8.BÖLÜM "Belirsiz His"

103 14 0
                                    


***


Kahvaltımı yaptıktan sonra odama çıkarak evde hazır bir şekilde beklemeye başlamıştım. Kapı çaldığında Güneş'in geldiğini tahmin ettiğim için kapıyı açmadan önce aynada defalarca kez kendime baktım.

"Hoş geldin."

"Çıkalım mı?"

"Çantamı alıp geliyorum." Salondan çantamı alarak tekrar Güneş'in yanına dönmüştüm. Kapıyı kilitledikten sonra birlikte arabasına geçtik. "Nereye gideceğiz."

"Yeni iş yerine."

Kafenin önüne geldiğimizde Güneş otoparka arabayı park etti. Birlikte arabadan inip kafenin içine doğru yürürken tekrar heyecanlanmıştım. Bu sefer müşteri olarak değil, patronu olduğumu bilerek geliyordum. Güneş ile birlikte kafeye girdiğimizde, odama çıkmak istemediğim için giriş kattaki masalardan birine oturmuştuk.

"Burası sence de çok güzel değil mi?"

"Evet, öyle."

"Eğer otoparkın bulunduğu bölümü bahçe yapıp, hoş kokulu çiçekler eklersek, tıpkı Scarsdale'daki kafemize benzer. Belki duvarlara simgeler çizeriz, dekorları da değiştiririz. İnsanların fotoğraf çekilebilmesi için bir alan ekleriz. Sence de güzel olmaz mı?"

"Aslında güzel olabilir. Ama otopark fikrine katılmıyorum. Çünkü bu caddede birçok kafe var ve çoğu insan park edecek bir otoparkı olduğu için bu kafeyi tercih ediyor. Yani kafenin otoparkını bahçeye çevirirsek, otoparkı olan başka bir kafeye giderler. Bu da müşteri kaybetmene yol açar."

"Olsun. En azından gelen insanlar için daha hoş bir ortam olur."

"Yani, sen işin bu yönünü düşünüyorsan güzel olabilir."

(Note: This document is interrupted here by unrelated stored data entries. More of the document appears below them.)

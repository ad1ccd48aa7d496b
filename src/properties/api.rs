//! Property API Endpoints
//! Mission: Public browsing, host-owned listing management

use crate::{
    api::extract::ValidatedJson,
    auth::{auth_middleware, authorize_owner, require_host, AuthContext, AuthState},
    error::ApiError,
    properties::{
        models::{NewProperty, PropertyFilter, PropertyPatch, PropertyQuery, PropertyView},
        store::PropertyStore,
    },
};
use axum::{
    extract::{rejection::QueryRejection, Path, Query, State},
    http::StatusCode,
    middleware,
    routing::{get, post, put},
    Extension, Json, Router,
};
use serde::Serialize;
use tracing::info;
use uuid::Uuid;

#[derive(Debug, Serialize)]
pub struct DeletedResponse {
    pub message: &'static str,
}

/// Build the `/api/properties` router. Reads are public; writes require a token.
pub fn router(store: PropertyStore, auth: AuthState) -> Router {
    let auth_layer = middleware::from_fn_with_state(auth, auth_middleware);

    Router::new()
        .route(
            "/",
            get(list_properties).merge(
                post(create_property)
                    .route_layer(middleware::from_fn(require_host))
                    .route_layer(auth_layer.clone()),
            ),
        )
        .route(
            "/:id",
            get(get_property).merge(
                put(update_property)
                    .delete(delete_property)
                    .route_layer(auth_layer),
            ),
        )
        .with_state(store)
}

/// List - GET /api/properties
pub async fn list_properties(
    State(store): State<PropertyStore>,
    query: Result<Query<PropertyQuery>, QueryRejection>,
) -> Result<Json<Vec<PropertyView>>, ApiError> {
    let Query(query) = query.map_err(|e| ApiError::invalid(e.body_text()))?;
    let filter = PropertyFilter::try_from(query)?;
    Ok(Json(store.list(&filter).await?))
}

/// Detail - GET /api/properties/:id
pub async fn get_property(
    State(store): State<PropertyStore>,
    Path(id): Path<String>,
) -> Result<Json<PropertyView>, ApiError> {
    let id = parse_id(&id)?;
    store
        .get(id)
        .await?
        .map(Json)
        .ok_or(ApiError::NotFound("Property"))
}

/// Create - POST /api/properties (host or admin)
pub async fn create_property(
    State(store): State<PropertyStore>,
    Extension(ctx): Extension<AuthContext>,
    ValidatedJson(payload): ValidatedJson<NewProperty>,
) -> Result<(StatusCode, Json<PropertyView>), ApiError> {
    let view = store.create(ctx.account_id, payload).await?;
    Ok((StatusCode::CREATED, Json(view)))
}

/// Update - PUT /api/properties/:id (owner or admin)
pub async fn update_property(
    State(store): State<PropertyStore>,
    Extension(ctx): Extension<AuthContext>,
    Path(id): Path<String>,
    ValidatedJson(patch): ValidatedJson<PropertyPatch>,
) -> Result<Json<PropertyView>, ApiError> {
    let id = parse_id(&id)?;
    let host_id = store.host_of(id).await?.ok_or(ApiError::NotFound("Property"))?;
    authorize_owner(&ctx, host_id)?;

    store
        .update(id, patch)
        .await?
        .map(Json)
        .ok_or(ApiError::NotFound("Property"))
}

/// Delete - DELETE /api/properties/:id (owner or admin)
pub async fn delete_property(
    State(store): State<PropertyStore>,
    Extension(ctx): Extension<AuthContext>,
    Path(id): Path<String>,
) -> Result<Json<DeletedResponse>, ApiError> {
    let id = parse_id(&id)?;
    let host_id = store.host_of(id).await?.ok_or(ApiError::NotFound("Property"))?;
    authorize_owner(&ctx, host_id)?;

    if !store.delete(id).await? {
        return Err(ApiError::NotFound("Property"));
    }

    info!("Property {} deleted by {}", id, ctx.account_id);
    Ok(Json(DeletedResponse {
        message: "Property deleted",
    }))
}

fn parse_id(raw: &str) -> Result<Uuid, ApiError> {
    Uuid::parse_str(raw).map_err(|_| ApiError::invalid("Invalid property id"))
}
#[tokio::test]
async fn test_forgot_and_reset_password() {
    let app = TestApp::new(None);
    let (old_token, _) = app.register("forgetful@example.com", "guest").await;

    let (status, unknown) = app
        .send(
            Method::POST,
            "/api/auth/forgot-password",
            None,
            Some(json!({ "email": "nobody@example.com" })),
        )
        .await;
    assert_eq!(status, StatusCode::OK);
    assert!(unknown.get("resetToken").is_none());

    let (status, body) = app
        .send(
            Method::POST,
            "/api/auth/forgot-password",
            None,
            Some(json!({ "email": "forgetful@example.com" })),
        )
        .await;
    assert_eq!(status, StatusCode::OK);
    assert_eq!(body["message"], unknown["message"]);
    let reset_token = body["resetToken"].as_str().unwrap().to_string();

    let (status, _) = app
        .send(
            Method::POST,
            "/api/auth/reset-password",
            None,
            Some(json!({ "token": reset_token, "password": "brandnew" })),
        )
        .await;
    assert_eq!(status, StatusCode::OK);

    let (status, body) = app
        .send(
            Method::POST,
            "/api/auth/reset-password",
            None,
            Some(json!({ "token": reset_token, "password": "again" })),
        )
        .await;
    assert_eq!(status, StatusCode::BAD_REQUEST);
    assert_eq!(
        body["error"],
        "Password reset token is invalid or has expired"
    );

    let (status, _) = app.login("forgetful@example.com", "secret123").await;
    assert_eq!(status, StatusCode::UNAUTHORIZED);
    let (status, _) = app.login("forgetful@example.com", "brandnew").await;
    assert_eq!(status, StatusCode::OK);

    let (status, _) = app
        .send(Method::GET, "/api/auth/me", Some(&old_token), None)
        .await;
    assert_eq!(status, StatusCode::UNAUTHORIZED);
}

#[tokio::test]
async fn test_reset_token_hidden_outside_dev_mode() {
    let app = TestApp::with_config(
        AppConfig {
            auth_rate_limit_per_min: 0,
            ..Default::default()
        },
        None,
    );
    app.register("quiet@example.com", "guest").await;

    let (status, body) = app
        .send(
            Method::POST,
            "/api/auth/forgot-password",
            None,
            Some(json!({ "email": "quiet@example.com" })),
        )
        .await;
    assert_eq!(status, StatusCode::OK);
    assert!(body.get("resetToken").is_none());
}

#[tokio::test]
async fn test_change_password_rotates_sessions() {
    let app = TestApp::new(None);
    let (old_token, _) = app.register("rotate@example.com", "guest").await;

    let (status, _) = app
        .send(
            Method::POST,
            "/api/auth/change-password",
            Some(&old_token),
            Some(json!({ "currentPassword": "wrong", "newPassword": "next" })),
        )
        .await;
    assert_eq!(status, StatusCode::UNAUTHORIZED);

    let (status, body) = app
        .send(
            Method::POST,
            "/api/auth/change-password",
            Some(&old_token),
            Some(json!({ "currentPassword": "secret123", "newPassword": "next" })),
        )
        .await;
    assert_eq!(status, StatusCode::OK);
    let new_token = body["token"].as_str().unwrap().to_string();

    let (status, _) = app
        .send(Method::GET, "/api/auth/me", Some(&old_token), None)
        .await;
    assert_eq!(status, StatusCode::UNAUTHORIZED);

    let (status, _) = app
        .send(Method::GET, "/api/auth/me", Some(&new_token), None)
        .await;
    assert_eq!(status, StatusCode::OK);

    let (status, body) = app
        .send(Method::POST, "/api/auth/refresh-token", Some(&new_token), None)
        .await;
    assert_eq!(status, StatusCode::OK);
    assert!(body["token"].is_string());
}

#[tokio::test]
async fn test_update_profile() {
    let app = TestApp::new(None);
    let (token, _) = app.register("profile@example.com", "guest").await;

    let (status, body) = app
        .send(
            Method::PUT,
            "/api/auth/update-profile",
            Some(&token),
            Some(json!({
                "firstName": "Ada",
                "lastName": "Lovelace",
                "phoneNumber": "+1 555 0100"
            })),
        )
        .await;
    assert_eq!(status, StatusCode::OK);
    assert_eq!(body["firstName"], "Ada");
    assert_eq!(body["phoneNumber"], "+1 555 0100");

    let (status, _) = app
        .send(
            Method::PUT,
            "/api/auth/update-profile",
            Some(&token),
            Some(json!({ "firstName": "", "lastName": "Lovelace" })),
        )
        .await;
    assert_eq!(status, StatusCode::BAD_REQUEST);
}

Güneş ile kafemi nasıl yenileyebileceğimizi konuşuyorken, onun ismini seslenerek masamıza yaklaşan kız sohbetimizi yarıda kesmişti. "Güneş. Seni burada gördüğüme inanamıyorum. Nasılsın görüşmeyeli?" Kızın samimi tavrı, eğilip Güneş'in boynuna sarılırken de devam etmişti.

"İyiyim Melis. Her zamanki gibi."

"Seni iyi görmek güzel. Cenazeden sonra kolay toparlanamayacağını düşünmüştüm. En son da orada gördüm zaten seni. İki yıl oldu sanırım değil mi?"

"Ne cenazesi?" diyerek araya girdiğimde Güneş başını bana çevirdi.

"Önemli bir şey değil. Biz de tam kalkıyorduk aslında Melis. Sonra görüşürüz umarım."

"Güneş daha yeni geldik," dediğimde masanın üzerindeki elimi sıkmıştı. Neden kızdan kurtulmaya çalışır gibi davrandığını sanırım biliyordum.

"Daha yeni geldiyseniz ben de size eşlik edeyim o zaman."

İzin bile almadan Güneş'in yanına oturduğunda yüzüme hiç bakmıyor oluşu sinirlerimi bozmuştu. Güneş bulunduğu durumdan memnunsuz bir şekilde kızla konuşmaya devam ediyorken masamıza garson gelmişti.

"Siparişlerinizi alabilir miyim?"

Güneş başını Melis denen kızdan çevirerek garsona dönmüştü. Kaşlarını çatarak garson kıza bakarken, kızın gözleri benimle Melis arasında gidip geliyordu.

"Belinda, bir şey istiyor musun?" dedi Güneş, garsonu daha fazla bekletmemek için.

"Filtre kahve alabilir miyim lütfen?"